Historic church in Indiana, United States

Little Cedar Grove Baptist Church was organized in 1797 by some of the early Primitive Baptist settlers of Franklin County, Indiana. The historic church building, constructed in 1812, is the oldest church in the state of Indiana still standing on its original foundation.

It was listed on the National Register of Historic Places in 1990.

==Organization==

The church was organized by Primitive Baptists, who came from Virginia via Kentucky in 1797. with Elder William Tyner and his family. They organized the Little Cedar Grove Baptist Church, the first church in the Whitewater River Valley. The members built a log church as early as 1805, about two or three miles southeast of Brookville, Indiana. In 1812 they built a large brick church, with balcony, and rifle ports. It is the oldest church building standing on its original site in Indiana. It is open as a historic site. Little Cedar also has a small cemetery where some of the early settlers were buried.
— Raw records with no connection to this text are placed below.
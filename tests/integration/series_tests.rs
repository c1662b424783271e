//! Classification, ordering and placement of built series.

use nalgebra::Vector4;

use dicom_series::config::SeriesOptions;
use dicom_series::enums::SliceDirection;
use dicom_series::geometry::{PixelTransform, TransformUnavailable};
use dicom_series::record::SliceRecord;
use dicom_series::series::{Series, SeriesError};

use super::test_utils::{CORONAL, series_of, slice_at, z_sequence};

#[test]
fn test_axial_slices_sorted_ascending_with_positive_sense() {
    let mut series = series_of([slice_at(10.0, 1), slice_at(0.0, 2), slice_at(5.0, 3)]);
    series.build_series().unwrap();

    assert_eq!(z_sequence(&series), vec![0.0, 5.0, 10.0]);
    assert_eq!(series.slice_dir(), SliceDirection::Axial);
    assert!(series.slice_sense());
    assert!(!series.is_multi_frame());
    assert_eq!(series.number_of_frames(), 3);
}

#[test]
fn test_coronal_slices_have_negative_sense() {
    let coronal = |y: f64, instance: i32| SliceRecord {
        image_position: Some([0.0, y, 0.0]),
        image_orientation: Some(CORONAL),
        ..slice_at(0.0, instance)
    };
    let mut series = series_of([coronal(10.0, 1), coronal(0.0, 2), coronal(5.0, 3)]);
    series.build_series().unwrap();

    assert_eq!(series.slice_dir(), SliceDirection::Coronal);
    let y: Vec<_> = series
        .images()
        .iter()
        .filter_map(|r| r.image_position.map(|p| p[1]))
        .collect();
    assert_eq!(y, vec![0.0, 5.0, 10.0]);
    assert!(!series.slice_sense());
}

#[test]
fn test_get_order_maps_insertion_order_to_final_positions() {
    let zs = [3.0, -1.0, 7.0, 0.5, 2.0];
    let mut series = series_of(
        zs.iter()
            .enumerate()
            .map(|(i, &z)| slice_at(z, i as i32 + 1)),
    );
    series.build_series().unwrap();

    let order = series.get_order();
    let images = series.images();
    for (original, position) in order.iter().enumerate() {
        let position = position.expect("every record keeps a position");
        assert_eq!(images[position].instance_number, Some(original as i32 + 1));
        assert_eq!(images[position].index, Some(position));
    }
}

#[test]
fn test_identical_positions_form_implicit_timeseries() {
    let mut series = series_of((1..=8).map(|i| slice_at(5.0, i)));
    series.build_series().unwrap();

    assert!(series.is_implicit_timeseries());
    assert_eq!(series.number_of_frames(), 8);
    assert_eq!(series.images().len(), 8);
    assert!(series.get_order().iter().all(Option::is_some));
}

#[test]
fn test_repeated_slab_orders_time_major() {
    // two time points over three slices, acquired in shuffled order
    let records = [
        (2.0, 1),
        (0.0, 2),
        (1.0, 3),
        (0.0, 4),
        (2.0, 5),
        (1.0, 6),
    ];
    let mut series = series_of(records.iter().map(|&(z, i)| slice_at(z, i)));
    series.build_series().unwrap();

    assert!(series.is_implicit_timeseries());
    assert_eq!(series.number_of_frames(), 2);
    assert_eq!(z_sequence(&series), vec![0.0, 1.0, 2.0, 0.0, 1.0, 2.0]);
    let instances: Vec<_> = series
        .images()
        .iter()
        .map(|r| r.instance_number)
        .collect();
    assert_eq!(
        instances,
        vec![Some(2), Some(3), Some(1), Some(4), Some(6), Some(5)]
    );
}

#[test]
fn test_ordering_is_deterministic() {
    let forward: Vec<_> = (0..6).map(|i| slice_at(i as f64 * 1.5, i)).collect();
    let mut backward = forward.clone();
    backward.reverse();

    let mut a = series_of(forward.clone());
    let mut b = series_of(backward);
    let mut c = series_of(forward);
    a.build_series().unwrap();
    b.build_series().unwrap();
    c.build_series().unwrap();

    assert_eq!(z_sequence(&a), z_sequence(&b));
    assert_eq!(a.get_order(), c.get_order());

    // rebuilding yields the same sequence
    a.build_series().unwrap();
    assert_eq!(a.get_order(), c.get_order());
}

#[test]
fn test_explicit_ordering_keeps_insertion_order() {
    let mut series = series_of([slice_at(10.0, 1), slice_at(0.0, 2), slice_at(5.0, 3)])
        .with_options(
            SeriesOptions::default()
                .with_explicit_ordering(true)
                .with_explicit_spacing(2.5),
        );
    series.build_series().unwrap();

    assert_eq!(z_sequence(&series), vec![10.0, 0.0, 5.0]);
    assert!(!series.slice_sense());

    let m = series.get_mat4_pix_to_pat().unwrap().to_matrix();
    assert_eq!(m.column(2).into_owned(), Vector4::new(0.0, 0.0, 2.5, 0.0));
}

#[test]
fn test_duplicate_sort_keys_collapse_to_latest() {
    let timed = |z: f64, instance: i32| SliceRecord {
        temporal_position: Some(1),
        temporal_number: Some(2),
        ..slice_at(z, instance)
    };
    let mut series = series_of([timed(1.0, 1), timed(1.0, 2), timed(2.0, 3)]);
    series.build_series().unwrap();

    assert_eq!(series.get_order(), vec![None, Some(0), Some(1)]);
    let instances: Vec<_> = series
        .images()
        .iter()
        .map(|r| r.instance_number)
        .collect();
    assert_eq!(instances, vec![Some(2), Some(3)]);
    assert_eq!(series.images_original_order().len(), 3);
}

#[test]
fn test_single_slice_transform_steps_by_thickness() {
    let record = SliceRecord {
        slice_thickness: Some(2.0),
        image_position: Some([-5.0, 3.0, 7.0]),
        ..slice_at(0.0, 1)
    };
    let mut series = series_of([record]);
    series.build_series().unwrap();

    let PixelTransform::Affine(m) = series.get_mat4_pix_to_pat().unwrap() else {
        panic!("axial slice should have a transform");
    };
    assert_eq!(m.column(0).into_owned(), Vector4::new(1.0, 0.0, 0.0, 0.0));
    assert_eq!(m.column(1).into_owned(), Vector4::new(0.0, 1.0, 0.0, 0.0));
    assert_eq!(m.column(2).into_owned(), Vector4::new(0.0, 0.0, 2.0, 0.0));
    assert_eq!(m.column(3).into_owned(), Vector4::new(-5.0, 3.0, 7.0, 1.0));
}

#[test]
fn test_stack_transform_spans_first_to_last_slice() {
    let mut series = series_of([slice_at(8.0, 1), slice_at(0.0, 2), slice_at(4.0, 3)]);
    series.build_series().unwrap();

    let m = series.get_mat4_pix_to_pat().unwrap().to_matrix();
    assert_eq!(m.column(2).into_owned(), Vector4::new(0.0, 0.0, 4.0, 0.0));
    assert_eq!(m.column(3).into_owned(), Vector4::new(0.0, 0.0, 0.0, 1.0));
}

#[test]
fn test_missing_orientation_has_no_transform() {
    let unoriented = SliceRecord {
        image_orientation: None,
        ..slice_at(0.0, 1)
    };
    let mut series = series_of([unoriented]);
    series.build_series().unwrap();

    let transform = series.get_mat4_pix_to_pat().unwrap();
    assert_eq!(
        transform,
        PixelTransform::Unavailable(TransformUnavailable::MissingOrientation)
    );
    assert_eq!(series.slice_dir(), SliceDirection::Unknown);
}

#[test]
fn test_unbuilt_series_refuses_transform() {
    let series = series_of([slice_at(0.0, 1)]);
    assert!(matches!(series.get_mat4_pix_to_pat(), Err(SeriesError::NotBuilt)));
    assert!(matches!(Series::new().build_series(), Err(SeriesError::Empty)));
}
The Big Cedar Baptist Church and Burying Ground on Big Cedar Creek Road, between the road to Reily and the Oxford Pike was an arm or branch of the Little Cedar Grove Baptist Church.

==Construction==

The church group had organized several years before building a permanent building. In December 1811 the New Madrid earthquake occurred the church members took it as a sign of judgment for their failure to build a proper church. Rev. Allen Wiley, a circuit rider of the church, said "The people ran to and fro, called for prayer meetings, exhorted each other to do good deeds and repent of sins as if Judgment Day was at hand. Then they met in solemn conclave and made a covenant with the almighty that if he would send no more earthquakes, they would build Him a church". The congregation then quickly proceeded to build a large brick church. The new church building was finished on August 1, 1812.